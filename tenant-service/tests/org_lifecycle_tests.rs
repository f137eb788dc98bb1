//! End-to-end organization lifecycle tests against the service facade.

use std::sync::atomic::{AtomicU32, Ordering};
use std::sync::Arc;

use async_trait::async_trait;
use uuid::Uuid;

use tenant_events::{BusinessEventPublisher, MemoryEventBus};
use tenant_org::{MemberRole, OrgMember, OrganizationPatch};
use tenant_service::store::{MemberPage, MembershipStore, StoreError, StoreResult};
use tenant_service::{
    MemoryBlobStore, MemoryMembershipStore, MemoryOrganizationRegistry, OrgError, OrgService,
    RequestContext, RetryConfig, StaticDatasourceCatalog,
};

fn service() -> (OrgService, Arc<MemoryEventBus>) {
    let bus = Arc::new(MemoryEventBus::new());
    let svc = OrgService::new(
        Arc::new(MemoryOrganizationRegistry::new()),
        Arc::new(MemoryMembershipStore::new()),
        Arc::new(MemoryBlobStore::new()),
        Arc::new(StaticDatasourceCatalog::default()),
        BusinessEventPublisher::new(bus.clone()),
    )
    .with_retry(RetryConfig {
        retry_delay: std::time::Duration::from_millis(1),
    });
    (svc, bus)
}

#[tokio::test]
async fn test_acme_full_lifecycle() {
    let (svc, bus) = service();
    let mut events = bus.subscribe("org.*").await.unwrap();

    let alice = RequestContext::new(Uuid::now_v7());
    let bob = RequestContext::new(Uuid::now_v7());
    let carol = RequestContext::new(Uuid::now_v7());

    // Alice founds Acme and becomes its admin
    let acme = svc.create(&alice, "Acme").await.unwrap();
    assert_eq!(events.recv().await.unwrap().event_type, "org.created");

    // Bob and Carol join as plain members
    svc.add_member(&alice, acme.org_id, bob.user_id, MemberRole::Member)
        .await
        .unwrap();
    svc.add_member(&alice, acme.org_id, carol.user_id, MemberRole::Member)
        .await
        .unwrap();
    assert_eq!(events.recv().await.unwrap().event_type, "org.member_added");
    assert_eq!(events.recv().await.unwrap().event_type, "org.member_added");

    // Bob is promoted; Alice can now step down
    svc.update_role_for_member(&alice, acme.org_id, bob.user_id, MemberRole::Admin)
        .await
        .unwrap();
    svc.update_role_for_member(&bob, acme.org_id, alice.user_id, MemberRole::Member)
        .await
        .unwrap();
    assert_eq!(
        events.recv().await.unwrap().event_type,
        "org.member_role_changed"
    );
    assert_eq!(
        events.recv().await.unwrap().event_type,
        "org.member_role_changed"
    );

    // Carol leaves on her own; Bob removes Alice
    svc.leave_organization(&carol, acme.org_id).await.unwrap();
    svc.remove_user_from_org(&bob, acme.org_id, alice.user_id)
        .await
        .unwrap();
    assert_eq!(events.recv().await.unwrap().event_type, "org.member_left");
    assert_eq!(
        events.recv().await.unwrap().event_type,
        "org.member_removed"
    );

    // Bob, the sole remaining member and admin, tears Acme down
    svc.remove_org(&bob, acme.org_id).await.unwrap();
    assert_eq!(events.recv().await.unwrap().event_type, "org.removed");

    let err = svc.list_members(&bob, acme.org_id, 0, None).await.unwrap_err();
    assert!(matches!(err, OrgError::NotFound));
}

#[tokio::test]
async fn test_pagination_is_exhaustive_and_stable() {
    let (svc, _bus) = service();
    let admin = RequestContext::new(Uuid::now_v7());
    let org = svc.create(&admin, "Big Org").await.unwrap();

    let mut expected = vec![admin.user_id];
    for _ in 0..24 {
        let user_id = Uuid::now_v7();
        svc.add_member(&admin, org.org_id, user_id, MemberRole::Member)
            .await
            .unwrap();
        expected.push(user_id);
    }

    // Walk the list in pages of 7; the union must be exactly the members, in
    // join order, with no duplicates
    let mut seen = Vec::new();
    let mut page = 0;
    loop {
        let view = svc
            .list_members(&admin, org.org_id, page, Some(7))
            .await
            .unwrap();
        assert_eq!(view.total, 25);
        if view.members.is_empty() {
            break;
        }
        seen.extend(view.members.iter().map(|m| m.user_id));
        page += 1;
    }
    assert_eq!(seen, expected);
}

#[tokio::test]
async fn test_remove_org_cascades() {
    let (svc, _bus) = service();
    let admin = RequestContext::new(Uuid::now_v7());
    let member = RequestContext::new(Uuid::now_v7());

    let org = svc.create(&admin, "Doomed").await.unwrap();
    svc.add_member(&admin, org.org_id, member.user_id, MemberRole::Member)
        .await
        .unwrap();
    let patch = OrganizationPatch {
        name: None,
        domains: Some(vec!["doomed.example.com".into()]),
    };
    svc.update(&admin, org.org_id, patch).await.unwrap();
    svc.switch_current_organization(&member, org.org_id, None)
        .await
        .unwrap();

    svc.remove_org(&admin, org.org_id).await.unwrap();

    // Memberships, session pointers, and summaries are all gone
    assert_eq!(svc.current_organization(&member).await, None);
    assert!(svc.my_organizations(&member).await.is_empty());
    let err = svc
        .get_org_common_settings(&admin, org.org_id)
        .await
        .unwrap_err();
    assert!(matches!(err, OrgError::NotFound));
}

#[tokio::test]
async fn test_last_admin_matrix() {
    let (svc, _bus) = service();
    let admin = RequestContext::new(Uuid::now_v7());
    let member = RequestContext::new(Uuid::now_v7());

    let org = svc.create(&admin, "Guarded").await.unwrap();
    svc.add_member(&admin, org.org_id, member.user_id, MemberRole::Member)
        .await
        .unwrap();

    // Downgrade of the only admin is blocked, even self-inflicted
    let err = svc
        .update_role_for_member(&admin, org.org_id, admin.user_id, MemberRole::Member)
        .await
        .unwrap_err();
    assert!(matches!(err, OrgError::LastAdminViolation));

    // Removing the only admin is blocked
    let err = svc
        .remove_user_from_org(&admin, org.org_id, admin.user_id)
        .await
        .unwrap_err();
    assert!(matches!(err, OrgError::LastAdminViolation));

    // A no-op role write on the only admin is fine
    svc.update_role_for_member(&admin, org.org_id, admin.user_id, MemberRole::Admin)
        .await
        .unwrap();

    // With a second admin every blocked operation unblocks
    svc.update_role_for_member(&admin, org.org_id, member.user_id, MemberRole::Admin)
        .await
        .unwrap();
    svc.update_role_for_member(&member, org.org_id, admin.user_id, MemberRole::Member)
        .await
        .unwrap();
}

/// Deterministic linear congruential generator for the invariant sweep.
struct Lcg(u64);

impl Lcg {
    fn next(&mut self) -> u64 {
        self.0 = self.0.wrapping_mul(6364136223846793005).wrapping_add(1442695040888963407);
        self.0 >> 33
    }
}

#[tokio::test]
async fn test_random_membership_ops_never_drop_last_admin() {
    let store = MemoryMembershipStore::new();
    let org_id = Uuid::now_v7();
    let users: Vec<Uuid> = (0..8).map(|_| Uuid::now_v7()).collect();

    store
        .add_member(OrgMember::new(org_id, users[0], MemberRole::Admin))
        .await
        .unwrap();

    let mut rng = Lcg(0x5eed_cafe);
    for _ in 0..500 {
        let user = users[(rng.next() % users.len() as u64) as usize];
        match rng.next() % 3 {
            0 => {
                let role = if rng.next() % 2 == 0 {
                    MemberRole::Admin
                } else {
                    MemberRole::Member
                };
                let _ = store.add_member(OrgMember::new(org_id, user, role)).await;
            }
            1 => {
                let role = if rng.next() % 2 == 0 {
                    MemberRole::Admin
                } else {
                    MemberRole::Member
                };
                let _ = store.set_role(org_id, user, role).await;
            }
            _ => {
                let _ = store.remove(org_id, user).await;
            }
        }

        // Whatever sequence of accepted and rejected operations ran, a
        // populated organization always retains an admin
        let members = store.member_count(org_id).await;
        let admins = store.admin_count(org_id).await;
        assert!(
            members == 0 || admins >= 1,
            "invariant broken: {members} members, {admins} admins"
        );
    }
}

/// Membership store that fails `set_role` with a conflict a configured
/// number of times before delegating.
struct FlakyMembershipStore {
    inner: MemoryMembershipStore,
    conflicts_left: AtomicU32,
    set_role_calls: AtomicU32,
}

impl FlakyMembershipStore {
    fn new(conflicts: u32) -> Self {
        Self {
            inner: MemoryMembershipStore::new(),
            conflicts_left: AtomicU32::new(conflicts),
            set_role_calls: AtomicU32::new(0),
        }
    }
}

#[async_trait]
impl MembershipStore for FlakyMembershipStore {
    async fn add_member(&self, member: OrgMember) -> StoreResult<()> {
        self.inner.add_member(member).await
    }

    async fn set_role(&self, org_id: Uuid, user_id: Uuid, role: MemberRole) -> StoreResult<()> {
        self.set_role_calls.fetch_add(1, Ordering::SeqCst);
        if self
            .conflicts_left
            .fetch_update(Ordering::SeqCst, Ordering::SeqCst, |n| n.checked_sub(1))
            .is_ok()
        {
            return Err(StoreError::Conflict("simulated write conflict".into()));
        }
        self.inner.set_role(org_id, user_id, role).await
    }

    async fn remove(&self, org_id: Uuid, user_id: Uuid) -> StoreResult<()> {
        self.inner.remove(org_id, user_id).await
    }

    async fn list_members(
        &self,
        org_id: Uuid,
        page: usize,
        page_size: usize,
    ) -> StoreResult<MemberPage> {
        self.inner.list_members(org_id, page, page_size).await
    }

    async fn role_of(&self, org_id: Uuid, user_id: Uuid) -> StoreResult<MemberRole> {
        self.inner.role_of(org_id, user_id).await
    }

    async fn members_of(&self, org_id: Uuid) -> Vec<OrgMember> {
        self.inner.members_of(org_id).await
    }

    async fn admin_count(&self, org_id: Uuid) -> usize {
        self.inner.admin_count(org_id).await
    }

    async fn member_count(&self, org_id: Uuid) -> usize {
        self.inner.member_count(org_id).await
    }

    async fn orgs_of_user(&self, user_id: Uuid) -> Vec<(Uuid, MemberRole)> {
        self.inner.orgs_of_user(user_id).await
    }

    async fn purge_org(&self, org_id: Uuid) -> usize {
        self.inner.purge_org(org_id).await
    }
}

fn flaky_service(conflicts: u32) -> (OrgService, Arc<FlakyMembershipStore>) {
    let membership = Arc::new(FlakyMembershipStore::new(conflicts));
    let svc = OrgService::new(
        Arc::new(MemoryOrganizationRegistry::new()),
        membership.clone(),
        Arc::new(MemoryBlobStore::new()),
        Arc::new(StaticDatasourceCatalog::default()),
        BusinessEventPublisher::new(Arc::new(MemoryEventBus::new())),
    )
    .with_retry(RetryConfig {
        retry_delay: std::time::Duration::from_millis(1),
    });
    (svc, membership)
}

#[tokio::test]
async fn test_role_update_retries_single_conflict() {
    let (svc, membership) = flaky_service(1);
    let admin = RequestContext::new(Uuid::now_v7());
    let member = RequestContext::new(Uuid::now_v7());

    let org = svc.create(&admin, "Flaky").await.unwrap();
    svc.add_member(&admin, org.org_id, member.user_id, MemberRole::Member)
        .await
        .unwrap();

    svc.update_role_for_member(&admin, org.org_id, member.user_id, MemberRole::Admin)
        .await
        .unwrap();
    assert_eq!(membership.set_role_calls.load(Ordering::SeqCst), 2);
}

#[tokio::test]
async fn test_role_update_gives_up_after_second_conflict() {
    let (svc, membership) = flaky_service(2);
    let admin = RequestContext::new(Uuid::now_v7());
    let member = RequestContext::new(Uuid::now_v7());

    let org = svc.create(&admin, "Flakier").await.unwrap();
    svc.add_member(&admin, org.org_id, member.user_id, MemberRole::Member)
        .await
        .unwrap();

    let err = svc
        .update_role_for_member(&admin, org.org_id, member.user_id, MemberRole::Admin)
        .await
        .unwrap_err();
    assert!(matches!(err, OrgError::Transient(_)));
    assert_eq!(membership.set_role_calls.load(Ordering::SeqCst), 2);
    assert_eq!(
        membership.role_of(org.org_id, member.user_id).await.unwrap(),
        MemberRole::Member
    );
}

» **YOUR OBJECTIVE**:
Search the records above for "BusinessEventPublisher". Copy each line where it is found.

» **PROBLEM SOLUTION**:
use tenant_events::{BusinessEventPublisher, MemoryEventBus};
        BusinessEventPublisher::new(bus.clone()),
        BusinessEventPublisher::new(Arc::new(MemoryEventBus::new())),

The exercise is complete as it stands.